Musik: Peter Fox - Alles Neu
Catch me, catch me I'm falling
- falling in love with you
I've only got my heart to loose
Should I be scared of you
(Joss Stone - Proper Nice)
Ein Stein liegt zwischen meinen Fingern, weiß und glatt. Er passt ganz genau in meine Hand, als wäre er für nichts anderes geschaffen. Im glitzernden Wasser hat er geleuchtet, jetzt ist er eher matt und unscheinbar. Es hat lang gedauert wieder vollständig im Alltag anzukommen, das Herz hinkte hinterher, und die passenden Worte fehlen mir noch immer.
Ich kann nur erzählen wie grün die Kakteen vor dem blauen Himmel waren, wie wunderbar durchsichtig türkis das Meer mit seinen sanften Wellen. Ich saß auf dem Schiff im Fahrtwind und das Wasser peitschte in mein Gesicht, Salz auf meiner Haut. Stundenlang könnte ich die trockenen braun-grünen Hügel bestaunen und dem tosenden Meeresrauschen zuhören, ohne es leid zu werden. Lebendig, über-lebendig. Alles neu.
Die Blumen zwischen den Mauerritzen, grasende Ziegen, selbst die alten Männer mit skeptischem Blick und tiefen Falten. Kleine Eidechsen und der Granatapfelbaum vor dem Fenster. Ganz selbstverständlich. Alles ein wenig näher, purer und weniger durchdacht. Unbekümmert.
Die Sterne waren so nah und die Welt schien tausendfach vergrößert. Blau an blau, wo der Himmel ins Meer floß. Übergangslos. Uneingeschränkt greifbar. Einig, so unzerrüttet.
Sonnenaufgang, ganz scheu und sanft gelb.

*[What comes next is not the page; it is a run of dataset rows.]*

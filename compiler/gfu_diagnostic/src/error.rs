//! Error values.

use std::fmt;

use gfu_ir::Pos;

use crate::dump::{Dump, DumpResult, Dumped};

/// A g-fu error.
///
/// Errors are created through [`Diagnostics`](crate::Diagnostics) so the
/// context's policy is applied at construction time; this type only carries
/// the data and knows how to render it.
#[derive(Clone, Debug, PartialEq, Eq)]
pub enum E {
    /// Construction or evaluation error; renders its message verbatim.
    Basic { msg: String },
    /// Syntax error tied to the offending source position.
    Read { pos: Pos, msg: String },
}

impl E {
    pub(crate) fn basic(msg: String) -> Self {
        E::Basic { msg }
    }

    pub(crate) fn read(pos: Pos, msg: String) -> Self {
        E::Read { pos, msg }
    }

    /// The message without any position header.
    pub fn message(&self) -> &str {
        match self {
            E::Basic { msg } | E::Read { msg, .. } => msg,
        }
    }

    /// Where a read error occurred.
    pub fn pos(&self) -> Option<&Pos> {
        match self {
            E::Basic { .. } => None,
            E::Read { pos, .. } => Some(pos),
        }
    }

    pub fn is_read_error(&self) -> bool {
        matches!(self, E::Read { .. })
    }
}

impl Dump for E {
    fn dump(&self, out: &mut dyn fmt::Write) -> DumpResult {
        match self {
            E::Basic { msg } => out.write_str(msg)?,
            E::Read { pos, msg } => write!(
                out,
                "Read error in '{}'; row {}, col {}:\n{}",
                pos.src(),
                pos.row,
                pos.col,
                msg
            )?,
        }
        Ok(())
    }
}

impl fmt::Display for E {
    fn fmt(&self, f: &mut fmt::Formatter<'_>) -> fmt::Result {
        fmt::Display::fmt(&Dumped(self), f)
    }
}

impl std::error::Error for E {}
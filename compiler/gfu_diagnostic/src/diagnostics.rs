//! The central raise routine.

use std::fmt::{self, Write};

use gfu_ir::Pos;

use crate::dump::Dumped;
use crate::sink::{stderr_sink, SharedSink};
use crate::E;

/// What happens when an error is constructed.
///
/// Fixed when the context is built; nothing switches it mid-session.
#[derive(Clone, Copy, Debug, Default, PartialEq, Eq, Hash)]
pub enum ErrorPolicy {
    /// Hand the error back as a value.
    #[default]
    Return,
    /// Render the error to the diagnostic sink, then panic with the same
    /// text. Meant for debugging the interpreter itself.
    Abort,
}

impl ErrorPolicy {
    /// `Abort` when `debug` is set.
    #[inline]
    pub fn from_debug(debug: bool) -> Self {
        if debug {
            Self::Abort
        } else {
            Self::Return
        }
    }

    #[inline]
    pub fn aborts(self) -> bool {
        matches!(self, Self::Abort)
    }
}

/// Builds errors and applies the [`ErrorPolicy`].
pub struct Diagnostics {
    policy: ErrorPolicy,
    sink: SharedSink,
}

impl Diagnostics {
    pub fn new(policy: ErrorPolicy, sink: SharedSink) -> Self {
        Diagnostics { policy, sink }
    }

    #[inline]
    pub fn policy(&self) -> ErrorPolicy {
        self.policy
    }

    /// Where debug-mode renderings go.
    pub fn sink(&self) -> &SharedSink {
        &self.sink
    }

    /// A plain error reading `Error: <message>`.
    ///
    /// Values and errors interpolated into `message` render through their
    /// `Dump` implementations:
    ///
    /// ```text
    /// diag.error(format_args!("Not callable: {}", val))
    /// ```
    pub fn error(&self, message: impl fmt::Display) -> E {
        let mut msg = String::from("Error: ");
        push_message(&mut msg, message);
        self.raise(E::basic(msg))
    }

    /// A read error pinned to `pos`.
    pub fn read_error(&self, pos: Pos, message: impl fmt::Display) -> E {
        let mut msg = String::new();
        push_message(&mut msg, message);
        self.raise(E::read(pos, msg))
    }

    /// Apply the policy to a freshly built error.
    ///
    /// Under `Return` the error comes straight back. Under `Abort` it is
    /// rendered, written to the sink, flushed, and the thread panics with the
    /// rendered text; this never returns.
    pub fn raise(&self, e: E) -> E {
        match self.policy {
            ErrorPolicy::Return => {
                tracing::debug!(error = %e, "error raised");
                e
            }
            ErrorPolicy::Abort => {
                let text = Dumped(&e).to_string();
                tracing::error!(error = %text, "debug mode: aborting on error");
                self.sink.writeln(&text);
                self.sink.flush();
                panic!("{text}");
            }
        }
    }
}

impl Default for Diagnostics {
    fn default() -> Self {
        Diagnostics::new(ErrorPolicy::Return, stderr_sink())
    }
}

/// Append `message`, falling back to a marker if a `Display` impl inside it
/// reports failure. `format!` would panic in that case.
fn push_message(out: &mut String, message: impl fmt::Display) {
    let start = out.len();
    if write!(out, "{message}").is_err() {
        out.truncate(start);
        out.push_str("<message failed to render>");
    }
}
use std::fs;
use std::path::{Path, PathBuf};
use std::time::Duration;

use anyhow::Context;
use harvester_engine::{output_file_name, HarvestConfig, HarvestMode, SearchQuery};
use ron::extensions::Extensions;
use serde::Deserialize;

use crate::cli::Cli;

const DEFAULT_OUTPUT_DIR: &str = "tweets-data";
const DEFAULT_REPLAY_BATCH: usize = 2;

/// Defaults read from a RON file; command-line flags take precedence.
#[derive(Debug, Clone, Default, PartialEq, Eq, Deserialize)]
#[serde(default)]
pub struct FileConfig {
    pub delay_secs: Option<u64>,
    pub login_timeout_secs: Option<u64>,
    pub site_host: Option<String>,
    pub output_dir: Option<PathBuf>,
    pub lang: Option<String>,
    pub backoff_base_secs: Option<u64>,
    pub backoff_max_secs: Option<u64>,
    pub mailbox_capacity: Option<usize>,
    /// Captured responses delivered per scroll by the replay driver.
    pub replay_batch: Option<usize>,
}

pub fn load_file_config(path: &Path) -> anyhow::Result<FileConfig> {
    let content = fs::read_to_string(path)
        .with_context(|| format!("reading config file {}", path.display()))?;
    ron::Options::default()
        .with_default_extension(Extensions::IMPLICIT_SOME)
        .from_str(&content)
        .with_context(|| format!("parsing config file {}", path.display()))
}

/// Everything the binary needs to start a session.
#[derive(Debug, Clone)]
pub struct RunSettings {
    pub harvest: HarvestConfig,
    pub output_path: PathBuf,
    pub replay_batch: usize,
}

pub fn resolve_settings(cli: &Cli, file: FileConfig, stamp: &str) -> RunSettings {
    let mode = match (&cli.from_user, &cli.search_keyword) {
        (Some(handle), _) => HarvestMode::Profile {
            handle: handle.clone(),
        },
        (None, keywords) => HarvestMode::Search(SearchQuery {
            keywords: keywords.clone().unwrap_or_default(),
            since: cli.from_date.clone(),
            until: cli.to_date.clone(),
        }),
    };

    let mut harvest = HarvestConfig::new(mode);
    harvest.target_count = cli.limit;
    if let Some(secs) = cli.delay.or(file.delay_secs) {
        harvest.scroll_delay = Duration::from_secs(secs);
    }
    if let Some(secs) = file.login_timeout_secs {
        harvest.login_timeout = Duration::from_secs(secs);
    }
    if let Some(host) = file.site_host {
        harvest.site_host = host;
    }
    harvest.language = cli.lang.clone().or(file.lang);
    if let Some(secs) = file.backoff_base_secs {
        harvest.backoff.base = Duration::from_secs(secs);
    }
    if let Some(secs) = file.backoff_max_secs {
        harvest.backoff.max = Duration::from_secs(secs);
    }
    let replay_batch = file.replay_batch.unwrap_or(DEFAULT_REPLAY_BATCH).max(1);
    // The replay driver delivers a whole batch while the session is not draining.
    harvest.mailbox_capacity = file
        .mailbox_capacity
        .unwrap_or(harvest.mailbox_capacity)
        .max(replay_batch);

    let output_dir = cli
        .output_dir
        .clone()
        .or(file.output_dir)
        .unwrap_or_else(|| PathBuf::from(DEFAULT_OUTPUT_DIR));
    let file_name = output_file_name(&harvest.mode, cli.output_filename.as_deref(), stamp);

    RunSettings {
        harvest,
        output_path: output_dir.join(file_name),
        replay_batch,
    }
}
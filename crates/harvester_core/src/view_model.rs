use crate::Phase;

#[derive(Debug, Clone, PartialEq, Eq, Default)]
pub struct HarvestView {
    pub phase: Phase,
    pub target: usize,
    pub stored: usize,
    pub stagnant_steps: u32,
    pub scroll_steps: u64,
    pub persisted_records: usize,
    pub dirty: bool,
}
use engine_logging::engine_trace;
use serde_json::Value;

use crate::normalize::Normalizer;
use crate::resolve::resolve;
use crate::schema::PostRecord;
use crate::store::RecordStore;

/// Resolver, normalizer and store chained for one payload at a time.
#[derive(Debug)]
pub struct Pipeline {
    normalizer: Normalizer,
    store: RecordStore,
}

impl Pipeline {
    pub fn new(normalizer: Normalizer, store: RecordStore) -> Self {
        Self { normalizer, store }
    }

    /// Runs one payload through the chain and returns the records it added.
    pub fn ingest(&mut self, payload: &Value) -> Vec<PostRecord> {
        let candidates = resolve(payload).into_iter().filter_map(|entry| {
            match self.normalizer.evaluate(&entry) {
                Ok(record) => Some(record),
                Err(rejection) => {
                    engine_trace!("Dropped entry {}: {}", entry.entry_id, rejection);
                    None
                }
            }
        });
        self.store.insert_batch(candidates)
    }

    pub fn store(&self) -> &RecordStore {
        &self.store
    }
}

Es war toll. Mit euch nach einem langen Tag am Strand, rot am ganzen Körper, mit zerzaustem Haar und in den furchtbarsten Kleidern, lachend durch das Einkaufszentrum zu gehen, einen quietschenden Einkaufswagen hinter uns her zerrend. Abends nebeneinander im Bett zu liegen und zu reden, bis wir einschlafen. Über enge, steile Schotterstraßen zu fahren, die hierzulande kaum als Wanderweg durchgehen würden. Mit kleinen bunten Fischen im seichten Wasser zu tauchen. Sich nachts betrunken im Sand zu wälzen, während Sternschnuppen eine nach der anderen vom Himmel fallen und die Wünsche uns zu rasch ausgehen. Mit ihm an der Hand durch den Wald zu rennen, italienische Vokabeln stammelnd und prustend vor Lachen, weil wir einander nicht verstehen und es doch so egal ist. Vom Wellenrauschen schläfrig langsam die Augen zu schließen, mit der Gewissheit, dass es nicht besser sein könnte, dass ich nirgends anders sein möchte.
Sonnenuntergang, rot brennend, alles vereinnahmend.
Es war nicht wie im Wundersommer damals, vor nun fast zehn Jahren. Der Ort, die Menschen, so anders. Die vorpubertären Glücksgefühle sind seit langem ausgegangen, alles ist weniger schwankend nun.
Aber die winzigen Schmetterlinge im Bauch waren da, in manchen wunderbaren Augenblicken. Wohl behütet vom fernen Horizon. Take a deep breath. And feel. Mit den Fingern Herzen in den Sand gemalt. Wasserumspült. Euphorisiert. Azur und Goldgelb.
Please let me know, if there is a better place to be. Thank you.